Definition
A sudden, abrupt pitching of the aircraft's nose downward that occurs without pilot input, typically caused by a tailplane (horizontal stabilizer) stall when ice has accumulated on the tail. The iced tailplane loses its ability to produce the downward aerodynamic force needed to hold the nose up, and the nose drops on its own.
Plain English
The nose of the airplane suddenly pitches down by itself, even though the pilot did not push the controls forward. In icing conditions, this usually means the tail has stalled.
Context Anchor
Seen in icing discussions, especially when recognizing symptoms of a tailplane stall during approach, flap use, or other low-speed flight.
Derivation
Uncommanded' means not ordered or requested -- here, not commanded by the pilot through the controls.
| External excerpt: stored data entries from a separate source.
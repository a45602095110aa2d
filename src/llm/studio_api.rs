//! Remote operations behind every studio action: prompt direction, image
//! synthesis, suggestions, portrait analysis, retouching and upscaling.

use serde::{Deserialize, Serialize};
use serde_json::{json, Value};
use tracing::{info, warn};

use crate::config::{
    StudioPipeline, CONFIG, CREATIVE_SUGGESTIONS_SYSTEM_PROMPT, DIRECTOR_SYSTEM_PROMPT,
    PORTRAIT_ANALYSIS_PROMPT,
};
use crate::llm::error::StudioError;
use crate::llm::gemini::{
    generate_images, generate_json, inline_image_part, predict_images, text_part,
};
use crate::llm::media::{GeneratedImage, ImageFile};
use crate::presets::catalog::find_by_id;
use crate::presets::portrait::{AiAnalysisReport, AiProfile, PortraitRetouchSettings};
use crate::presets::types::{Category, ExportSettings, Preset, UpscaleTarget};
use crate::studio::compose::{
    camera_suggestions_prompt, compose_instruction, director_briefing, imagen_prompt,
    retouch_instruction, suggestions_request, upscale_prompt, virtual_shoot_instruction,
    DirectorPrompts,
};
use crate::studio::settings::ChosenSettings;

const NO_IMAGE_MESSAGE: &str = "Generation succeeded, but no image data was returned. The model may have refused the prompt due to safety or complexity constraints.";
const NO_RETOUCH_MESSAGE: &str = "Retouching succeeded, but no image was returned.";
const NO_UPSCALE_MESSAGE: &str = "Upscaling succeeded, but no image was returned.";
const NO_SUGGESTIONS_MESSAGE: &str = "The AI did not return any usable suggestions.";

#[derive(Debug, Clone, PartialEq, Serialize, Deserialize)]
pub struct SuggestionConcept {
    pub concept_title: String,
    pub prompt_text: String,
    #[serde(default)]
    pub settings_json: ChosenSettings,
}

fn image_parts(product: &ImageFile, reference: Option<&ImageFile>) -> Vec<Value> {
    let mut parts = vec![inline_image_part(product)];
    if let Some(reference) = reference {
        parts.push(inline_image_part(reference));
    }
    parts
}

fn first_image(mut images: Vec<GeneratedImage>, empty_message: &str) -> Result<GeneratedImage, StudioError> {
    if images.is_empty() {
        return Err(StudioError::EmptyResult(empty_message.to_string()));
    }
    Ok(images.swap_remove(0))
}

/// Asks the director model for a positive/negative prompt pair. Never fails:
/// any error degrades to [`DirectorPrompts::fallback`].
pub async fn generate_director_prompts(
    product: &ImageFile,
    reference: Option<&ImageFile>,
    custom_prompt: &str,
    settings: &ChosenSettings,
) -> DirectorPrompts {
    let mut parts = vec![
        text_part(DIRECTOR_SYSTEM_PROMPT),
        text_part(&director_briefing(custom_prompt, settings, reference.is_some())),
    ];
    parts.extend(image_parts(product, reference));

    let schema = json!({
        "type": "OBJECT",
        "properties": {
            "positive_prompt": { "type": "STRING" },
            "negative_prompt": { "type": "STRING" }
        },
        "required": ["positive_prompt", "negative_prompt"]
    });

    match generate_json::<DirectorPrompts>(
        &CONFIG.gemini_director_model,
        parts,
        schema,
        "director_prompts",
    )
    .await
    {
        Ok(prompts) if !prompts.positive_prompt.trim().is_empty() => prompts,
        Ok(_) => {
            warn!("Director returned an empty positive prompt; using the simple construction.");
            DirectorPrompts::fallback(custom_prompt)
        }
        Err(err) => {
            warn!("Director prompt synthesis failed, falling back to simple construction: {err}");
            DirectorPrompts::fallback(custom_prompt)
        }
    }
}

/// Renders the product with director prompts on the image model.
pub async fn execute_virtual_shoot(
    product: &ImageFile,
    reference: Option<&ImageFile>,
    prompts: &DirectorPrompts,
    export: &ExportSettings,
) -> Result<GeneratedImage, StudioError> {
    let mut parts = vec![text_part(&virtual_shoot_instruction(prompts, export))];
    parts.extend(image_parts(product, reference));

    let images = generate_images(
        &CONFIG.gemini_image_model,
        parts,
        "virtual_shoot",
        NO_IMAGE_MESSAGE,
    )
    .await?;
    let image = first_image(images, NO_IMAGE_MESSAGE)?;
    Ok(if export.transparent { image.into_png() } else { image })
}

/// One image-model call with the composed studio instruction.
pub async fn generate_direct_edit(
    product: &ImageFile,
    reference: Option<&ImageFile>,
    custom_prompt: &str,
    settings: &ChosenSettings,
    export: &ExportSettings,
) -> Result<GeneratedImage, StudioError> {
    let instruction = compose_instruction(custom_prompt, settings, export, reference.is_some());
    let mut parts = vec![text_part(&instruction)];
    parts.extend(image_parts(product, reference));

    let images = generate_images(&CONFIG.gemini_image_model, parts, "direct_edit", NO_IMAGE_MESSAGE).await?;
    let image = first_image(images, NO_IMAGE_MESSAGE)?;
    Ok(if export.transparent { image.into_png() } else { image })
}

/// Studio generation through the configured pipeline.
pub async fn generate_final_image(
    product: &ImageFile,
    reference: Option<&ImageFile>,
    custom_prompt: &str,
    settings: &ChosenSettings,
    export: &ExportSettings,
) -> Result<GeneratedImage, StudioError> {
    match CONFIG.studio_pipeline {
        StudioPipeline::Director => {
            let prompts = generate_director_prompts(product, reference, custom_prompt, settings).await;
            info!(
                "Director prompts ready (positive {} chars, negative {} chars)",
                prompts.positive_prompt.len(),
                prompts.negative_prompt.len()
            );
            execute_virtual_shoot(product, reference, &prompts, export).await
        }
        StudioPipeline::Direct => {
            generate_direct_edit(product, reference, custom_prompt, settings, export).await
        }
    }
}

pub async fn generate_with_imagen(
    prompt: &str,
    negative_prompt: &str,
    export: &ExportSettings,
) -> Result<Vec<GeneratedImage>, StudioError> {
    let full_prompt = imagen_prompt(prompt, negative_prompt);
    predict_images(
        &CONFIG.imagen_model,
        &full_prompt,
        CONFIG.imagen_image_count,
        export.aspect_ratio.as_str(),
    )
    .await
}

fn suggestions_schema() -> Value {
    json!({
        "type": "ARRAY",
        "items": {
            "type": "OBJECT",
            "properties": {
                "concept_title": { "type": "STRING" },
                "prompt_text": { "type": "STRING" },
                "settings_json": {
                    "type": "OBJECT",
                    "properties": {
                        "Camera": { "type": "STRING" },
                        "Lighting": { "type": "STRING" },
                        "Mockup": { "type": "STRING" },
                        "Manipulation": { "type": "STRING" },
                        "Product Retouch": { "type": "STRING" },
                        "People Retouch": { "type": "STRING" },
                        "cameraDetails": {
                            "type": "OBJECT",
                            "properties": {
                                "focalLength": { "type": "NUMBER" },
                                "aperture": { "type": "NUMBER" },
                                "shutterSpeed": { "type": "NUMBER" },
                                "height": { "type": "NUMBER" },
                                "pitch": { "type": "NUMBER" },
                                "roll": { "type": "NUMBER" }
                            }
                        },
                        "lightingDetails": {
                            "type": "OBJECT",
                            "properties": {
                                "temperature": { "type": "NUMBER" },
                                "intensity": { "type": "NUMBER" },
                                "hardness": { "type": "NUMBER" }
                            }
                        }
                    }
                }
            }
        }
    })
}

/// Keeps the well-formed concepts of a suggestions payload. Anything that is
/// not an array yields no concepts.
pub fn parse_suggestions(value: Value) -> Vec<SuggestionConcept> {
    let Value::Array(items) = value else {
        return Vec::new();
    };
    items
        .into_iter()
        .filter_map(|item| match serde_json::from_value::<SuggestionConcept>(item) {
            Ok(concept) => Some(concept),
            Err(err) => {
                warn!("Dropping malformed suggestion concept: {err}");
                None
            }
        })
        .collect()
}

pub async fn generate_creative_suggestions(
    product: &ImageFile,
    reference: Option<&ImageFile>,
    user_draft: &str,
    camera_constraint: Option<&str>,
) -> Result<Vec<SuggestionConcept>, StudioError> {
    let mut parts = vec![text_part(CREATIVE_SUGGESTIONS_SYSTEM_PROMPT)];
    parts.extend(image_parts(product, reference));
    parts.push(text_part(&suggestions_request(
        user_draft,
        camera_constraint,
        reference.is_some(),
    )));

    let value: Value = generate_json(
        &CONFIG.gemini_director_model,
        parts,
        suggestions_schema(),
        "creative_suggestions",
    )
    .await?;
    suggestions_from_payload(value)
}

/// Like [`parse_suggestions`], but a payload without a single usable concept
/// is an empty result.
pub fn suggestions_from_payload(value: Value) -> Result<Vec<SuggestionConcept>, StudioError> {
    let concepts = parse_suggestions(value);
    if concepts.is_empty() {
        return Err(StudioError::EmptyResult(NO_SUGGESTIONS_MESSAGE.to_string()));
    }
    Ok(concepts)
}

/// Keeps only ids that exist in the camera catalog, in the order given.
pub fn camera_presets_from_ids(ids: &[String]) -> Vec<&'static Preset> {
    let mut presets: Vec<&'static Preset> = Vec::new();
    for id in ids {
        if let Some(preset) = find_by_id(Category::Camera, id) {
            if !preset.is_none() && !presets.iter().any(|existing| existing.id == preset.id) {
                presets.push(preset);
            }
        }
    }
    presets.truncate(3);
    presets
}

pub async fn generate_camera_suggestions(
    product: &ImageFile,
    custom_prompt: &str,
) -> Result<Vec<&'static Preset>, StudioError> {
    let parts = vec![
        inline_image_part(product),
        text_part(&camera_suggestions_prompt(custom_prompt)),
    ];
    let schema = json!({ "type": "ARRAY", "items": { "type": "STRING" } });
    let value: Value = generate_json(&CONFIG.gemini_text_model, parts, schema, "camera_suggestions").await?;
    let ids: Vec<String> = match value {
        Value::Array(items) => items
            .into_iter()
            .filter_map(|item| item.as_str().map(str::to_string))
            .collect(),
        _ => Vec::new(),
    };
    Ok(camera_presets_from_ids(&ids))
}

pub async fn analyze_portrait_subject(image: &ImageFile) -> Result<AiAnalysisReport, StudioError> {
    let parts = vec![inline_image_part(image), text_part(PORTRAIT_ANALYSIS_PROMPT)];
    let schema = json!({
        "type": "OBJECT",
        "properties": {
            "profile": { "type": "STRING" },
            "age_estimation": { "type": "STRING" },
            "lighting_quality": { "type": "STRING" },
            "focus_quality": { "type": "STRING" },
            "key_observations": { "type": "ARRAY", "items": { "type": "STRING" } }
        },
        "required": ["profile", "age_estimation", "lighting_quality", "focus_quality", "key_observations"]
    });
    generate_json(&CONFIG.gemini_text_model, parts, schema, "portrait_analysis").await
}

/// Retouches a portrait. The `off` profile hands the source back untouched
/// without contacting the model.
pub async fn retouch_portrait_image(
    image: &ImageFile,
    profile: AiProfile,
    settings: &PortraitRetouchSettings,
    custom_prompt: &str,
) -> Result<GeneratedImage, StudioError> {
    if profile == AiProfile::Off {
        return Ok(GeneratedImage {
            bytes: image.bytes.clone(),
            mime_type: image.mime_type.clone(),
        });
    }

    let parts = vec![
        text_part(&retouch_instruction(profile, settings, custom_prompt)),
        inline_image_part(image),
    ];
    let images = generate_images(&CONFIG.gemini_image_model, parts, "portrait_retouch", NO_RETOUCH_MESSAGE).await?;
    first_image(images, NO_RETOUCH_MESSAGE)
}

pub async fn upscale_image(
    image: &GeneratedImage,
    target: UpscaleTarget,
) -> Result<GeneratedImage, StudioError> {
    let parts = vec![
        inline_image_part(&image.as_image_file()),
        text_part(upscale_prompt(target)),
    ];
    let images = generate_images(&CONFIG.gemini_image_model, parts, "upscale", NO_UPSCALE_MESSAGE).await?;
    first_image(images, NO_UPSCALE_MESSAGE)
}

#[cfg(test)]
mod tests {
    use super::*;
    use crate::llm::media::tests::tiny_png;

    #[test]
    fn suggestions_keep_well_formed_concepts() {
        let value = json!([
            {
                "concept_title": "Minimal",
                "prompt_text": "45° Hero shot of the bottle on white",
                "settings_json": { "Camera": "45° Hero", "lightingDetails": { "temperature": 5000 } }
            },
            { "concept_title": "Broken" },
            { "concept_title": "Bare", "prompt_text": "Lifestyle kitchen" }
        ]);
        let concepts = parse_suggestions(value);
        assert_eq!(concepts.len(), 2);
        assert_eq!(concepts[0].settings_json.camera.as_deref(), Some("45° Hero"));
        let lighting = concepts[0].settings_json.lighting_details.unwrap();
        assert_eq!(lighting.temperature, Some(5000.0));
        assert_eq!(lighting.intensity, None);
        assert_eq!(concepts[1].settings_json, ChosenSettings::default());
    }

    #[test]
    fn non_array_suggestions_are_empty() {
        assert!(parse_suggestions(json!({ "concept_title": "x" })).is_empty());
        assert!(parse_suggestions(json!("three ideas")).is_empty());
    }

    #[test]
    fn payload_without_concepts_is_an_empty_result() {
        let err = suggestions_from_payload(json!({ "concept_title": "x" })).unwrap_err();
        assert_eq!(err, StudioError::EmptyResult(NO_SUGGESTIONS_MESSAGE.to_string()));
        assert!(suggestions_from_payload(json!([])).is_err());
        let concepts = suggestions_from_payload(json!([
            { "concept_title": "Bare", "prompt_text": "Lifestyle kitchen" }
        ]))
        .unwrap();
        assert_eq!(concepts.len(), 1);
    }

    #[test]
    fn camera_ids_are_filtered_to_catalog() {
        let ids = vec![
            "hero-45".to_string(),
            "made-up".to_string(),
            "none".to_string(),
            "hero-45".to_string(),
            "worms-eye".to_string(),
        ];
        let presets = camera_presets_from_ids(&ids);
        let ids: Vec<_> = presets.iter().map(|preset| preset.id).collect();
        assert_eq!(ids, vec!["hero-45", "worms-eye"]);
    }

    #[tokio::test]
    async fn off_profile_returns_source_without_remote_call() {
        let source = ImageFile::from_bytes(tiny_png(), None, Some("face.png".to_string())).unwrap();
        let result = retouch_portrait_image(
            &source,
            AiProfile::Off,
            &PortraitRetouchSettings::default(),
            "make it pop",
        )
        .await
        .unwrap();
        assert_eq!(result.bytes, source.bytes);
        assert_eq!(result.mime_type, "image/png");
    }

    #[test]
    fn empty_image_list_is_an_empty_result() {
        let err = first_image(Vec::new(), NO_UPSCALE_MESSAGE).unwrap_err();
        assert_eq!(err, StudioError::EmptyResult(NO_UPSCALE_MESSAGE.to_string()));
    }
}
The phrase emphasizes that the airplane is doing something on its own, which is a key warning sign.
Why Pilots Care
This is a critical warning sign of tailplane icing that can rapidly lead to loss of control if the pilot does not immediately reduce angle of attack.
Grounding Statement
The key point is that the nose drops on its own, not because the pilot deliberately pushed it down.
Intuition Check
Do not read “uncommanded” as meaning mysterious or impossible to explain. It means the aircraft moved in a way the pilot or autopilot did not ask for. Do not read “pitch” as speed or sound here. In this context, pitch means the aircraft’s nose moving up or down.
Example Sentence 1
After lowering the flaps on approach in icing conditions, the crew felt an uncommanded nose-down pitch and immediately suspected a tailplane stall.
Example Sentence 2
Recognition of an uncommanded nose-down pitch allows the crew to apply the correct recovery procedure before the situation worsens.